Algorithms & Models of Protein Machinery

Structural relationship of HIV-1 Protease Inhibitor (PI) resistant mutants

Based on the structural responses and viral fitness cost of the clinically reported HIV-1 protease mutations, we reported a PI resistance-related pathway that the protease might undertake to cross-resist among current PIs in the anti-retroviral therapy.

We found the structural rationale for the rapid development of cross-resistance among the seven clinically used PIs, e.g. Atazanavir (ATV), Darunavir (DRV), Indinavir (IDV), Lopinavir (LPV), Nelfinavir (NFV), Saquinavir (SQV), and Tipranavir (TPV).
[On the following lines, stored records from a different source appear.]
//! CIE matching functions and the RGB color spaces the film can output to.

use anyhow::bail;
use cgmath::{Matrix3, Vector3};
use once_cell::sync::Lazy;

use crate::Float;

use super::{Rgb, SampledSpectrum, SampledWavelengths, NUM_SPECTRUM_SAMPLES};

/// Integral of the CIE Y matching function over wavelength, in nm.
pub const CIE_Y_INTEGRAL: Float = 106.856_895;

/// Asymmetric Gaussian lobe used by the analytic matching-function fits.
fn lobe(lambda: Float, mu: Float, sigma_lo: Float, sigma_hi: Float) -> Float {
    let sigma = if lambda < mu { sigma_lo } else { sigma_hi };
    let t = (lambda - mu) / sigma;
    (-0.5 * t * t).exp()
}

/// Multi-lobe Gaussian fit of the CIE 1931 2° x̄ function (Wyman et al. 2013).
pub fn cie_x(lambda: Float) -> Float {
    1.056 * lobe(lambda, 599.8, 37.9, 31.0)
        + 0.362 * lobe(lambda, 442.0, 16.0, 26.7)
        - 0.065 * lobe(lambda, 501.1, 20.4, 26.2)
}

pub fn cie_y(lambda: Float) -> Float {
    0.821 * lobe(lambda, 568.8, 46.9, 40.5) + 0.286 * lobe(lambda, 530.9, 16.3, 31.1)
}

pub fn cie_z(lambda: Float) -> Float {
    1.217 * lobe(lambda, 437.0, 11.8, 36.0) + 0.681 * lobe(lambda, 459.0, 26.0, 13.8)
}

/// Monte Carlo estimate of the XYZ tristimulus values of `s`, normalized so that a unit
/// constant spectrum has Y = 1.
pub fn spectrum_to_xyz(s: &SampledSpectrum, lambda: &SampledWavelengths) -> [Float; 3] {
    let pdf = lambda.pdf();
    let weighted = s.safe_div(pdf);
    let mut xyz = [0.0; 3];
    for i in 0..NUM_SPECTRUM_SAMPLES {
        let l = lambda[i];
        xyz[0] += cie_x(l) * weighted[i];
        xyz[1] += cie_y(l) * weighted[i];
        xyz[2] += cie_z(l) * weighted[i];
    }
    let scale = 1.0 / (NUM_SPECTRUM_SAMPLES as Float * CIE_Y_INTEGRAL);
    [xyz[0] * scale, xyz[1] * scale, xyz[2] * scale]
}

#[derive(Clone, Debug, PartialEq)]
pub struct RgbColorSpace {
    pub name: &'static str,
    pub rgb_from_xyz: Matrix3<Float>,
    pub xyz_from_rgb: Matrix3<Float>,
}

// cgmath matrices are built column by column, so each row below is a column of the matrix.
#[allow(clippy::excessive_precision)]
pub static SRGB: Lazy<RgbColorSpace> = Lazy::new(|| RgbColorSpace {
    name: "srgb",
    rgb_from_xyz: Matrix3::new(
        3.240479, -0.969256, 0.055648,
        -1.537150, 1.875991, -0.204043,
        -0.498535, 0.041556, 1.057311,
    ),
    xyz_from_rgb: Matrix3::new(
        0.412453, 0.212671, 0.019334,
        0.357580, 0.715160, 0.119193,
        0.180423, 0.072169, 0.950227,
    ),
});

#[allow(clippy::excessive_precision)]
pub static REC2020: Lazy<RgbColorSpace> = Lazy::new(|| RgbColorSpace {
    name: "rec2020",
    rgb_from_xyz: Matrix3::new(
        1.716_651_2, -0.666_684_4, 0.017_639_9,
        -0.355_670_8, 1.616_481_2, -0.042_770_6,
        -0.253_366_3, 0.015_768_5, 0.942_103_1,
    ),
    xyz_from_rgb: Matrix3::new(
        0.636_958_0, 0.262_700_2, 0.0,
        0.144_616_9, 0.677_998_1, 0.028_072_7,
        0.168_881_0, 0.059_301_7, 1.060_985_1,
    ),
});

impl RgbColorSpace {
    pub fn from_name(name: &str) -> anyhow::Result<&'static RgbColorSpace> {
        match name.to_ascii_lowercase().as_str() {
            "srgb" => Ok(&*SRGB),
            "rec2020" => Ok(&*REC2020),
            _ => bail!("unknown color space '{}', expected one of: srgb, rec2020", name),
        }
    }

    pub fn to_rgb(&self, xyz: [Float; 3]) -> Rgb {
        mul_mat3(&self.rgb_from_xyz, Rgb::from(xyz))
    }
}

pub fn mul_mat3(m: &Matrix3<Float>, c: Rgb) -> Rgb {
    let v = *m * Vector3::new(c[0], c[1], c[2]);
    Rgb::new(v.x, v.y, v.z)
}

#[cfg(test)]
mod tests {
    use super::*;
    use approx::assert_abs_diff_eq;
    use cgmath::SquareMatrix;

    #[test]
    fn test_cie_y_integral() {
        let sum: f64 = (360..=830).map(|l| cie_y(l as Float) as f64).sum();
        assert_abs_diff_eq!(sum, CIE_Y_INTEGRAL as f64, epsilon = 1.5);
    }

    #[test]
    fn test_color_space_matrices_are_inverses() {
        for cs in [&*SRGB, &*REC2020] {
            let m = cs.rgb_from_xyz * cs.xyz_from_rgb;
            assert_abs_diff_eq!(m, Matrix3::identity(), epsilon = 1e-3);
        }
    }

    #[test]
    fn test_from_name() {
        assert_eq!(RgbColorSpace::from_name("sRGB").unwrap().name, "srgb");
        assert!(RgbColorSpace::from_name("aces").is_err());
    }

    #[test]
    fn test_white_maps_to_gray() {
        // a four-wavelength estimate of a unit spectrum lands near Y = 1
        let lambda = SampledWavelengths::sample_uniform_visible(0.37);
        let xyz = spectrum_to_xyz(&SampledSpectrum::uniform(1.0), &lambda);
        assert!(xyz[1] > 0.5 && xyz[1] < 1.5);
    }
}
Among these, some PIs would be better used in clinical settings against naïve HIV-1 infections or when resistance has already been developed towards another PI.

Our findings suggest the use of LPV as the first line of PI in the current anti-retroviral therapy. In circumstances with the emergence of PI-resistant mutations, certain other drugs would be more useful in subsequent lines of treatment (Figure 1). Hence the study provides a structural understanding that may be useful to guide the clinical PI use in the therapy, aiding in drug selection to prolong the effectiveness of the given PI.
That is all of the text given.